The Role of Sex and Iodine Deficiency in the Growth and Function of the Rat Thyroid Transplantable Tumor

Summary

In a study of the role of sex and iodine deficiency in the growth and function of thyroid carcinoma in rats, half of the male and female litter rats were surgically gonadectomized at the age of two months. One month later, all animals were implanted with a transplantable, autonomous, follicular thyroid carcinoma and one-half of all animals were given an iodine-deficient diet. Six weeks later, the animals were injected with ¹³¹I and thymidine-³H and sacrificed.

The tumor was derived from the male rat thyroid gland by transplantation in the male, inbred isologous rat. In castrated male, iodine-deficient rats the tumor grew faster (greater tumor weight, thymidine-³H-DNA specific activity, and cell nuclei labeling) than in castrated male rats on the regular diet and in normal male rats on the regular or iodine-deficient diet. The growth of the tumor in all female rats was several times slower and was not affected by diet and/or gonadectomy.

The tumor ¹³¹I uptake was higher in normal rats of both sexes on an iodine-deficient diet than in any other rats. When expressed per unit of weight of tissue, the tumor ¹³¹I uptake was equal in the male and female rats. The tumor ¹³¹I uptake was decreased by gonadectomy possibly as a consequence of an associated decrease in thyrotropin secretion.

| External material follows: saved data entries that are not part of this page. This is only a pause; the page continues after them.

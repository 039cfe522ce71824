//! Dense tensor type definition and basic operations
//!
//! This module defines the core `DenseND<T>` type and provides basic creation
//! and accessor methods. Shape manipulation and strided views are organized in
//! separate modules.

use scirs2_core::ndarray_ext::{Array, IxDyn};
use scirs2_core::numeric::Num;

/// Dense N-dimensional tensor backed by scirs2_core's ndarray
///
/// This is the owned tensor type in Tessel. The rearrangement kernels never
/// touch it directly; they work through [`StridedView`](crate::StridedView)
/// lenses obtained from [`DenseND::strided_view`] and
/// [`DenseND::strided_view_mut`].
///
/// # Type Parameters
///
/// * `T` - The element type (one of the [`Element`](crate::Element) types for kernel use)
///
/// # Memory Layout
///
/// Tensors are created C-contiguous (row-major). [`permute`](DenseND::permute)
/// keeps the buffer and reorders strides, so a tensor may carry a
/// non-row-major layout.
///
/// # Examples
///
/// ```
/// use tessel_core::DenseND;
///
/// let tensor = DenseND::<f64>::zeros(&[2, 3, 4]);
/// assert_eq!(tensor.shape(), &[2, 3, 4]);
/// assert_eq!(tensor.rank(), 3);
/// ```
#[derive(Clone)]
pub struct DenseND<T> {
    /// Underlying ndarray storage (via scirs2_core)
    pub(crate) data: Array<T, IxDyn>,
}

impl<T> DenseND<T>
where
    T: Clone + Num,
{
    /// Wrap an existing ndarray, keeping its strides.
    ///
    /// Sliced or stepped arrays may not be viewable in place; see
    /// [`DenseND::strided_view`].
    pub fn from_array(array: Array<T, IxDyn>) -> Self {
        Self { data: array }
    }

    /// Create a tensor from a vector with given shape
    ///
    /// # Arguments
    ///
    /// * `vec` - Flattened data in row-major order
    /// * `shape` - Target shape
    ///
    /// # Examples
    ///
    /// ```
    /// use tessel_core::DenseND;
    ///
    /// let data = vec![1.0, 2.0, 3.0, 4.0, 5.0, 6.0];
    /// let tensor = DenseND::from_vec(data, &[2, 3]).unwrap();
    /// assert_eq!(tensor.shape(), &[2, 3]);
    /// ```
    pub fn from_vec(vec: Vec<T>, shape: &[usize]) -> anyhow::Result<Self> {
        let total: usize = shape.iter().product();
        if vec.len() != total {
            anyhow::bail!(
                "Shape {:?} requires {} elements, but got {}",
                shape,
                total,
                vec.len()
            );
        }
        let array = Array::from_shape_vec(IxDyn(shape), vec)?;
        Ok(Self { data: array })
    }

    /// Get the rank (number of dimensions) of this tensor
    pub fn rank(&self) -> usize {
        self.data.ndim()
    }

    /// Get the shape of this tensor
    pub fn shape(&self) -> &[usize] {
        self.data.shape()
    }

    /// Get the total number of elements
    ///
    /// # Examples
    ///
    /// ```
    /// use tessel_core::DenseND;
    ///
    /// let tensor = DenseND::<f32>::zeros(&[2, 3, 4]);
    /// assert_eq!(tensor.len(), 24);
    /// ```
    pub fn len(&self) -> usize {
        self.data.len()
    }

    /// Check if the tensor is empty (has zero elements)
    pub fn is_empty(&self) -> bool {
        self.data.is_empty()
    }

    /// Check if the tensor is C-contiguous in memory.
    ///
    /// # Examples
    ///
    /// ```
    /// use tessel_core::DenseND;
    ///
    /// let tensor = DenseND::<f64>::zeros(&[2, 3, 4]);
    /// assert!(tensor.is_contiguous());
    ///
    /// let permuted = tensor.permute(&[2, 0, 1]).unwrap();
    /// assert!(!permuted.is_contiguous());
    /// ```
    pub fn is_contiguous(&self) -> bool {
        self.data.is_standard_layout()
    }

    /// Create a tensor of zeros
    ///
    /// # Examples
    ///
    /// ```
    /// use tessel_core::DenseND;
    ///
    /// let tensor = DenseND::<f64>::zeros(&[2, 3, 4]);
    /// assert_eq!(tensor.get(&[0, 0, 0]), Some(&0.0));
    /// ```
    pub fn zeros(shape: &[usize]) -> Self {
        Self {
            data: Array::zeros(IxDyn(shape)),
        }
    }

    /// Element at `index`, `None` when out of range.
    pub fn get(&self, index: &[usize]) -> Option<&T> {
        self.data.get(IxDyn(index))
    }

    /// Convert the tensor to a flat vector in logical row-major order
    ///
    /// # Examples
    ///
    /// ```
    /// use tessel_core::DenseND;
    ///
    /// let tensor = DenseND::from_vec(vec![1.0, 2.0, 3.0, 4.0], &[2, 2]).unwrap();
    /// assert_eq!(tensor.to_vec(), vec![1.0, 2.0, 3.0, 4.0]);
    /// ```
    pub fn to_vec(&self) -> Vec<T> {
        self.data.iter().cloned().collect()
    }

    /// Fill the tensor with values produced by a function of the index
    ///
    /// # Examples
    ///
    /// ```
    /// use tessel_core::DenseND;
    ///
    /// let mut tensor = DenseND::<f64>::zeros(&[2, 3]);
    /// tensor.fill_with(|idx| (idx[0] + idx[1]) as f64);
    /// assert_eq!(tensor.get(&[1, 2]), Some(&3.0));
    /// ```
    pub fn fill_with<F>(&mut self, mut f: F)
    where
        F: FnMut(&[usize]) -> T,
    {
        let shape = self.shape().to_vec();
        if self.is_empty() {
            return;
        }

        let mut indices = vec![0; shape.len()];
        for i in 0..self.len() {
            // Convert linear index to multi-dimensional index (row-major order)
            let mut remaining = i;
            for d in (0..shape.len()).rev() {
                indices[d] = remaining % shape[d];
                remaining /= shape[d];
            }
            self.data[&indices[..]] = f(&indices);
        }
    }

    /// Create a tensor whose elements are produced by a function of the index
    pub fn from_fn<F>(shape: &[usize], f: F) -> Self
    where
        F: FnMut(&[usize]) -> T,
    {
        let mut tensor = Self::zeros(shape);
        tensor.fill_with(f);
        tensor
    }
}
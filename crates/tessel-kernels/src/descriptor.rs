//! Block size and boundary amounts of a rearrangement

/// Block edge plus the four spatial boundary amounts.
///
/// For batch-to-space the amounts are crops removed from the assembled
/// spatial extent; for space-to-batch they are zero pads added around the
/// input before it is split into blocks.
///
/// # Examples
///
/// ```
/// use tessel_kernels::BlockDescriptor;
///
/// let desc = BlockDescriptor::new(2).with_height(1, 0).with_width(0, 1);
/// assert_eq!(desc.block_size, 2);
/// assert_eq!((desc.bottom, desc.top), (1, 0));
/// assert!(!desc.is_unbounded());
/// ```
#[derive(Debug, Clone, Copy, PartialEq, Eq, Hash)]
pub struct BlockDescriptor {
    /// Edge of the square spatial tile moved into the batch axis
    pub block_size: usize,
    /// Amount at the start of the height axis
    pub bottom: usize,
    /// Amount at the end of the height axis
    pub top: usize,
    /// Amount at the start of the width axis
    pub left: usize,
    /// Amount at the end of the width axis
    pub right: usize,
}

impl BlockDescriptor {
    /// Descriptor with no boundary amounts.
    pub fn new(block_size: usize) -> Self {
        Self {
            block_size,
            bottom: 0,
            top: 0,
            left: 0,
            right: 0,
        }
    }

    pub fn with_height(mut self, bottom: usize, top: usize) -> Self {
        self.bottom = bottom;
        self.top = top;
        self
    }

    pub fn with_width(mut self, left: usize, right: usize) -> Self {
        self.left = left;
        self.right = right;
        self
    }

    /// Same amount on all four sides.
    pub fn with_uniform(self, amount: usize) -> Self {
        self.with_height(amount, amount).with_width(amount, amount)
    }

    /// True when all four boundary amounts are zero.
    pub fn is_unbounded(&self) -> bool {
        self.bottom == 0 && self.top == 0 && self.left == 0 && self.right == 0
    }

    /// Number of batch entries one space entry expands to: `block²`.
    ///
    /// `None` when the square does not fit in `usize`.
    pub fn block_area(&self) -> Option<usize> {
        self.block_size.checked_mul(self.block_size)
    }
}

#[cfg(test)]
mod tests {
    use super::*;

    #[test]
    fn test_new_is_unbounded() {
        let desc = BlockDescriptor::new(3);
        assert!(desc.is_unbounded());
        assert_eq!(desc.block_area(), Some(9));
    }

    #[test]
    fn test_uniform() {
        let desc = BlockDescriptor::new(1).with_uniform(2);
        assert_eq!((desc.bottom, desc.top, desc.left, desc.right), (2, 2, 2, 2));
        assert!(!desc.is_unbounded());
    }

    #[test]
    fn test_block_area_overflow() {
        let desc = BlockDescriptor::new(1 << (usize::BITS / 2));
        assert_eq!(desc.block_area(), None);
    }
}
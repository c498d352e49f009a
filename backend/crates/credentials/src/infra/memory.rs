//! In-Memory Repository Implementations
//!
//! Mutex-serialized stores backing the test suite and local development.
//! Because every operation runs under a single lock, `consume` gets its
//! compare-and-swap semantics for free: the check and the write are one
//! critical section.

use chrono::Utc;
use std::collections::HashMap;
use std::sync::Mutex;
use uuid::Uuid;

use crate::domain::entity::{account::Account, verification_code::VerificationCode};
use crate::domain::repository::{AccountRepository, VerificationCodeRepository};
use crate::domain::value_object::{
    account_id::AccountId, channel::Channel, code_id::CodeId, email::Email,
};
use crate::error::{CredentialError, CredentialResult};

// ============================================================================
// Accounts
// ============================================================================

/// In-memory account store
#[derive(Default)]
pub struct InMemoryAccountRepository {
    accounts: Mutex<HashMap<Uuid, Account>>,
}

impl InMemoryAccountRepository {
    pub fn new() -> Self {
        Self::default()
    }
}

impl AccountRepository for InMemoryAccountRepository {
    async fn insert(&self, account: &Account) -> CredentialResult<()> {
        let mut accounts = self.accounts.lock().expect("account store lock poisoned");

        // Mirror the unique constraints a relational store would enforce
        if accounts.contains_key(account.account_id.as_uuid()) {
            return Err(CredentialError::Internal(
                "unique constraint violation: accounts.account_id".to_string(),
            ));
        }
        if accounts.values().any(|a| a.email == account.email) {
            return Err(CredentialError::Internal(
                "unique constraint violation: accounts.email".to_string(),
            ));
        }

        accounts.insert(account.account_id.into_uuid(), account.clone());
        Ok(())
    }

    async fn find_by_id(&self, account_id: &AccountId) -> CredentialResult<Option<Account>> {
        let accounts = self.accounts.lock().expect("account store lock poisoned");
        Ok(accounts.get(account_id.as_uuid()).cloned())
    }

    async fn find_by_email(&self, email: &Email) -> CredentialResult<Option<Account>> {
        let accounts = self.accounts.lock().expect("account store lock poisoned");
        Ok(accounts.values().find(|a| &a.email == email).cloned())
    }

    async fn exists_by_email(&self, email: &Email) -> CredentialResult<bool> {
        let accounts = self.accounts.lock().expect("account store lock poisoned");
        Ok(accounts.values().any(|a| &a.email == email))
    }

    async fn update(&self, account: &Account) -> CredentialResult<()> {
        let mut accounts = self.accounts.lock().expect("account store lock poisoned");

        if !accounts.contains_key(account.account_id.as_uuid()) {
            return Err(CredentialError::NotFound);
        }

        accounts.insert(account.account_id.into_uuid(), account.clone());
        Ok(())
    }

    async fn count_active(&self) -> CredentialResult<u64> {
        let accounts = self.accounts.lock().expect("account store lock poisoned");
        Ok(accounts.values().filter(|a| a.is_active).count() as u64)
    }

    async fn list_active_page(&self, offset: u64, size: u64) -> CredentialResult<Vec<Account>> {
        let accounts = self.accounts.lock().expect("account store lock poisoned");

        let mut active: Vec<Account> = accounts.values().filter(|a| a.is_active).cloned().collect();
        active.sort_by(|a, b| {
            a.created_at
                .cmp(&b.created_at)
                .then_with(|| a.account_id.as_uuid().cmp(b.account_id.as_uuid()))
        });

        Ok(active
            .into_iter()
            .skip(offset as usize)
            .take(size as usize)
            .collect())
    }
}

// ============================================================================
// Verification codes
// ============================================================================

/// In-memory verification code store
///
/// Records are kept in insertion order, which doubles as the recency
/// order `find_latest_by_account_and_code` needs.
#[derive(Default)]
pub struct InMemoryVerificationCodeRepository {
    codes: Mutex<Vec<VerificationCode>>,
}

impl InMemoryVerificationCodeRepository {
    pub fn new() -> Self {
        Self::default()
    }
}

impl VerificationCodeRepository for InMemoryVerificationCodeRepository {
    async fn insert(&self, code: &VerificationCode) -> CredentialResult<()> {
        let mut codes = self.codes.lock().expect("code store lock poisoned");
        codes.push(code.clone());
        Ok(())
    }

    async fn find_latest_by_account_and_code(
        &self,
        account_id: &AccountId,
        channel: Channel,
        code: &str,
    ) -> CredentialResult<Option<VerificationCode>> {
        let codes = self.codes.lock().expect("code store lock poisoned");
        Ok(codes
            .iter()
            .rev()
            .find(|c| &c.account_id == account_id && c.channel == channel && c.code == code)
            .cloned())
    }

    async fn consume(&self, code_id: &CodeId) -> CredentialResult<bool> {
        let mut codes = self.codes.lock().expect("code store lock poisoned");

        match codes.iter_mut().find(|c| &c.code_id == code_id) {
            Some(record) if !record.used => {
                record.consume(Utc::now());
                Ok(true)
            }
            Some(_) => Ok(false), // lost the race
            None => Ok(false),
        }
    }

    async fn expire_active_for_account(
        &self,
        account_id: &AccountId,
        channel: Channel,
    ) -> CredentialResult<u64> {
        let mut codes = self.codes.lock().expect("code store lock poisoned");
        let now = Utc::now();

        let mut affected = 0u64;
        for record in codes
            .iter_mut()
            .filter(|c| &c.account_id == account_id && c.channel == channel && !c.used)
        {
            record.force_expire(now);
            affected += 1;
        }

        Ok(affected)
    }
}
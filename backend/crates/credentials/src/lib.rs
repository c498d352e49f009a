//! Credentials Backend Module
//!
//! Clean Architecture structure:
//! - `domain/` - Entities, value objects, repository and sender traits
//! - `application/` - Use cases, verification ledger, configuration
//! - `infra/` - Database and in-memory store implementations
//!
//! ## Features
//! - Registration and login with email + password
//! - Password change with current-password proof
//! - Email/phone change with mandatory re-verification
//! - Single-use, time-bound verification codes for both contact channels
//! - Stateless signed access tokens
//!
//! ## Security Model
//! - Passwords hashed with salted PBKDF2-HMAC-SHA256, verified in
//!   constant time
//! - Login failures are indistinguishable: unknown email, wrong password,
//!   and deactivated account all answer with the same outcome
//! - Verification codes are consumed exactly once, even under concurrent
//!   submission, via a storage-level compare-and-swap
//! - Changing a contact channel force-expires its outstanding codes

pub mod application;
pub mod domain;
pub mod error;
pub mod infra;


// Re-exports for convenience
pub use application::config::CredentialConfig;
pub use application::ledger::VerificationLedger;
pub use error::{CredentialError, CredentialResult};
pub use infra::postgres::PgCredentialRepository;

// Re-export kernel error types for unified error handling
pub use kernel::error::{
    app_error::{AppError, AppResult},
    kind::ErrorKind,
};

// Convenience re-exports
pub mod config {
    pub use crate::application::config::*;
}

pub mod models {
    pub use crate::domain::entity::*;
    pub use crate::domain::value_object::*;
}

pub mod store {
    pub use crate::infra::memory::{InMemoryAccountRepository, InMemoryVerificationCodeRepository};
    pub use crate::infra::postgres::PgCredentialRepository as CredentialStore;
}
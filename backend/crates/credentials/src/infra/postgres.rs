//! PostgreSQL Repository Implementations
//!
//! Expected schema:
//!
//! ```sql
//! CREATE TABLE accounts (
//!     account_id     UUID PRIMARY KEY,
//!     email          TEXT NOT NULL UNIQUE,
//!     phone          TEXT UNIQUE,
//!     password_hash  TEXT NOT NULL,
//!     email_verified BOOLEAN NOT NULL,
//!     phone_verified BOOLEAN NOT NULL,
//!     role           SMALLINT NOT NULL,
//!     is_active      BOOLEAN NOT NULL,
//!     first_name     TEXT NOT NULL,
//!     last_name      TEXT,
//!     created_at     TIMESTAMPTZ NOT NULL,
//!     updated_at     TIMESTAMPTZ NOT NULL
//! );
//!
//! CREATE TABLE verification_codes (
//!     code_id    UUID PRIMARY KEY,
//!     account_id UUID NOT NULL REFERENCES accounts (account_id),
//!     channel    TEXT NOT NULL,
//!     code       TEXT NOT NULL,
//!     expires_at TIMESTAMPTZ NOT NULL,
//!     used       BOOLEAN NOT NULL,
//!     created_at TIMESTAMPTZ NOT NULL
//! );
//! CREATE INDEX idx_verification_codes_lookup
//!     ON verification_codes (account_id, channel, code, created_at DESC);
//! ```

use chrono::{DateTime, Duration as ChronoDuration, Utc};
use sqlx::PgPool;
use uuid::Uuid;

use crate::domain::entity::{account::Account, verification_code::VerificationCode};
use crate::domain::repository::{AccountRepository, VerificationCodeRepository};
use crate::domain::value_object::{
    account_id::AccountId, account_role::AccountRole, channel::Channel, code_id::CodeId,
    email::Email, phone_number::PhoneNumber,
};
use crate::error::CredentialResult;

/// PostgreSQL-backed credential repository
#[derive(Clone)]
pub struct PgCredentialRepository {
    pool: PgPool,
}

impl PgCredentialRepository {
    pub fn new(pool: PgPool) -> Self {
        Self { pool }
    }
}

// ============================================================================
// Account Repository Implementation
// ============================================================================

impl AccountRepository for PgCredentialRepository {
    async fn insert(&self, account: &Account) -> CredentialResult<()> {
        sqlx::query(
            r#"
            INSERT INTO accounts (
                account_id,
                email,
                phone,
                password_hash,
                email_verified,
                phone_verified,
                role,
                is_active,
                first_name,
                last_name,
                created_at,
                updated_at
            ) VALUES ($1, $2, $3, $4, $5, $6, $7, $8, $9, $10, $11, $12)
            "#,
        )
        .bind(account.account_id.as_uuid())
        .bind(account.email.as_str())
        .bind(account.phone.as_ref().map(|p| p.as_str()))
        .bind(&account.password_hash)
        .bind(account.email_verified)
        .bind(account.phone_verified)
        .bind(account.role.id())
        .bind(account.is_active)
        .bind(&account.first_name)
        .bind(&account.last_name)
        .bind(account.created_at)
        .bind(account.updated_at)
        .execute(&self.pool)
        .await?;

        Ok(())
    }

    async fn find_by_id(&self, account_id: &AccountId) -> CredentialResult<Option<Account>> {
        let row = sqlx::query_as::<_, AccountRow>(
            r#"
            SELECT
                account_id, email, phone, password_hash,
                email_verified, phone_verified, role, is_active,
                first_name, last_name, created_at, updated_at
            FROM accounts
            WHERE account_id = $1
            "#,
        )
        .bind(account_id.as_uuid())
        .fetch_optional(&self.pool)
        .await?;

        Ok(row.map(AccountRow::into_account))
    }

    async fn find_by_email(&self, email: &Email) -> CredentialResult<Option<Account>> {
        let row = sqlx::query_as::<_, AccountRow>(
            r#"
            SELECT
                account_id, email, phone, password_hash,
                email_verified, phone_verified, role, is_active,
                first_name, last_name, created_at, updated_at
            FROM accounts
            WHERE email = $1
            "#,
        )
        .bind(email.as_str())
        .fetch_optional(&self.pool)
        .await?;

        Ok(row.map(AccountRow::into_account))
    }

    async fn exists_by_email(&self, email: &Email) -> CredentialResult<bool> {
        let exists = sqlx::query_scalar::<_, bool>(
            "SELECT EXISTS (SELECT 1 FROM accounts WHERE email = $1)",
        )
        .bind(email.as_str())
        .fetch_one(&self.pool)
        .await?;

        Ok(exists)
    }

    async fn update(&self, account: &Account) -> CredentialResult<()> {
        sqlx::query(
            r#"
            UPDATE accounts SET
                email = $2,
                phone = $3,
                password_hash = $4,
                email_verified = $5,
                phone_verified = $6,
                role = $7,
                is_active = $8,
                first_name = $9,
                last_name = $10,
                updated_at = $11
            WHERE account_id = $1
            "#,
        )
        .bind(account.account_id.as_uuid())
        .bind(account.email.as_str())
        .bind(account.phone.as_ref().map(|p| p.as_str()))
        .bind(&account.password_hash)
        .bind(account.email_verified)
        .bind(account.phone_verified)
        .bind(account.role.id())
        .bind(account.is_active)
        .bind(&account.first_name)
        .bind(&account.last_name)
        .bind(account.updated_at)
        .execute(&self.pool)
        .await?;

        Ok(())
    }

    async fn count_active(&self) -> CredentialResult<u64> {
        let count =
            sqlx::query_scalar::<_, i64>("SELECT COUNT(*) FROM accounts WHERE is_active")
                .fetch_one(&self.pool)
                .await?;

        Ok(count as u64)
    }

    async fn list_active_page(&self, offset: u64, size: u64) -> CredentialResult<Vec<Account>> {
        let rows = sqlx::query_as::<_, AccountRow>(
            r#"
            SELECT
                account_id, email, phone, password_hash,
                email_verified, phone_verified, role, is_active,
                first_name, last_name, created_at, updated_at
            FROM accounts
            WHERE is_active
            ORDER BY created_at, account_id
            OFFSET $1 LIMIT $2
            "#,
        )
        .bind(offset as i64)
        .bind(size as i64)
        .fetch_all(&self.pool)
        .await?;

        Ok(rows.into_iter().map(AccountRow::into_account).collect())
    }
}

// ============================================================================
// Verification Code Repository Implementation
// ============================================================================

impl VerificationCodeRepository for PgCredentialRepository {
    async fn insert(&self, code: &VerificationCode) -> CredentialResult<()> {
        sqlx::query(
            r#"
            INSERT INTO verification_codes (
                code_id, account_id, channel, code, expires_at, used, created_at
            ) VALUES ($1, $2, $3, $4, $5, $6, $7)
            "#,
        )
        .bind(code.code_id.as_uuid())
        .bind(code.account_id.as_uuid())
        .bind(code.channel.code())
        .bind(&code.code)
        .bind(code.expires_at)
        .bind(code.used)
        .bind(code.created_at)
        .execute(&self.pool)
        .await?;

        Ok(())
    }

    async fn find_latest_by_account_and_code(
        &self,
        account_id: &AccountId,
        channel: Channel,
        code: &str,
    ) -> CredentialResult<Option<VerificationCode>> {
        let row = sqlx::query_as::<_, CodeRow>(
            r#"
            SELECT code_id, account_id, channel, code, expires_at, used, created_at
            FROM verification_codes
            WHERE account_id = $1 AND channel = $2 AND code = $3
            ORDER BY created_at DESC
            LIMIT 1
            "#,
        )
        .bind(account_id.as_uuid())
        .bind(channel.code())
        .bind(code)
        .fetch_optional(&self.pool)
        .await?;

        Ok(row.map(CodeRow::into_code))
    }

    async fn consume(&self, code_id: &CodeId) -> CredentialResult<bool> {
        // The WHERE clause is the compare of the compare-and-swap: of two
        // racing calls, only one finds used = FALSE
        let spent_at = Utc::now() - ChronoDuration::minutes(1);

        let affected = sqlx::query(
            r#"
            UPDATE verification_codes
            SET used = TRUE, expires_at = $2
            WHERE code_id = $1 AND used = FALSE
            "#,
        )
        .bind(code_id.as_uuid())
        .bind(spent_at)
        .execute(&self.pool)
        .await?
        .rows_affected();

        Ok(affected == 1)
    }

    async fn expire_active_for_account(
        &self,
        account_id: &AccountId,
        channel: Channel,
    ) -> CredentialResult<u64> {
        let backdated = Utc::now() - ChronoDuration::days(1);

        let affected = sqlx::query(
            r#"
            UPDATE verification_codes
            SET expires_at = $3
            WHERE account_id = $1 AND channel = $2 AND used = FALSE
            "#,
        )
        .bind(account_id.as_uuid())
        .bind(channel.code())
        .bind(backdated)
        .execute(&self.pool)
        .await?
        .rows_affected();

        Ok(affected)
    }
}

// ============================================================================
// Row types
// ============================================================================

#[derive(sqlx::FromRow)]
struct AccountRow {
    account_id: Uuid,
    email: String,
    phone: Option<String>,
    password_hash: String,
    email_verified: bool,
    phone_verified: bool,
    role: i16,
    is_active: bool,
    first_name: String,
    last_name: Option<String>,
    created_at: DateTime<Utc>,
    updated_at: DateTime<Utc>,
}

impl AccountRow {
    fn into_account(self) -> Account {
        Account {
            account_id: AccountId::from_uuid(self.account_id),
            email: Email::from_db(self.email),
            phone: self.phone.map(PhoneNumber::from_db),
            password_hash: self.password_hash,
            email_verified: self.email_verified,
            phone_verified: self.phone_verified,
            role: AccountRole::from_id(self.role),
            is_active: self.is_active,
            first_name: self.first_name,
            last_name: self.last_name,
            created_at: self.created_at,
            updated_at: self.updated_at,
        }
    }
}

#[derive(sqlx::FromRow)]
struct CodeRow {
    code_id: Uuid,
    account_id: Uuid,
    channel: String,
    code: String,
    expires_at: DateTime<Utc>,
    used: bool,
    created_at: DateTime<Utc>,
}

impl CodeRow {
    fn into_code(self) -> VerificationCode {
        VerificationCode {
            code_id: CodeId::from_uuid(self.code_id),
            account_id: AccountId::from_uuid(self.account_id),
            channel: Channel::from_code(&self.channel),
            code: self.code,
            expires_at: self.expires_at,
            used: self.used,
            created_at: self.created_at,
        }
    }
}
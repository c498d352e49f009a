use serde::{Deserialize, Serialize};
use std::fmt;

#[derive(Debug, Clone, Copy, PartialEq, Eq, Default, Serialize, Deserialize)]
#[repr(i16)]
pub enum AccountRole {
    #[default]
    User = 0,
    Admin = 1,
}

impl AccountRole {
    #[inline]
    pub const fn id(&self) -> i16 {
        *self as i16
    }

    #[inline]
    pub const fn code(&self) -> &'static str {
        use AccountRole::*;
        match self {
            User => "user",
            Admin => "admin",
        }
    }

    #[inline]
    pub const fn is_admin(&self) -> bool {
        matches!(self, AccountRole::Admin)
    }

    /// Decode from database value (trusted)
    #[inline]
    pub fn from_id(id: i16) -> Self {
        use AccountRole::*;
        match id {
            0 => User,
            1 => Admin,
            _ => {
                tracing::error!("Invalid AccountRole id: {}", id);
                unreachable!("Invalid AccountRole id: {}", id)
            }
        }
    }

    /// Decode from a role code in untrusted input (e.g. a token claim)
    #[inline]
    pub fn try_from_code(code: &str) -> Option<Self> {
        use AccountRole::*;
        match code {
            "user" => Some(User),
            "admin" => Some(Admin),
            _ => None,
        }
    }
}

impl fmt::Display for AccountRole {
    fn fmt(&self, f: &mut fmt::Formatter<'_>) -> fmt::Result {
        f.write_str(self.code())
    }
}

The dominant factor in increased tumor growth was a lack of testicular hormones combined with an increased secretion of thyrotropin (resulting from iodine deficiency). Each separately contributed little to the growth of the tumor. The enlarged and presumably overactive adrenals could have influenced the tumor growth in the castrated male iodine-deficient host. The immune response of the female host to the male Y-chromosome of the tumor may have had an adverse effect on the tumor growth.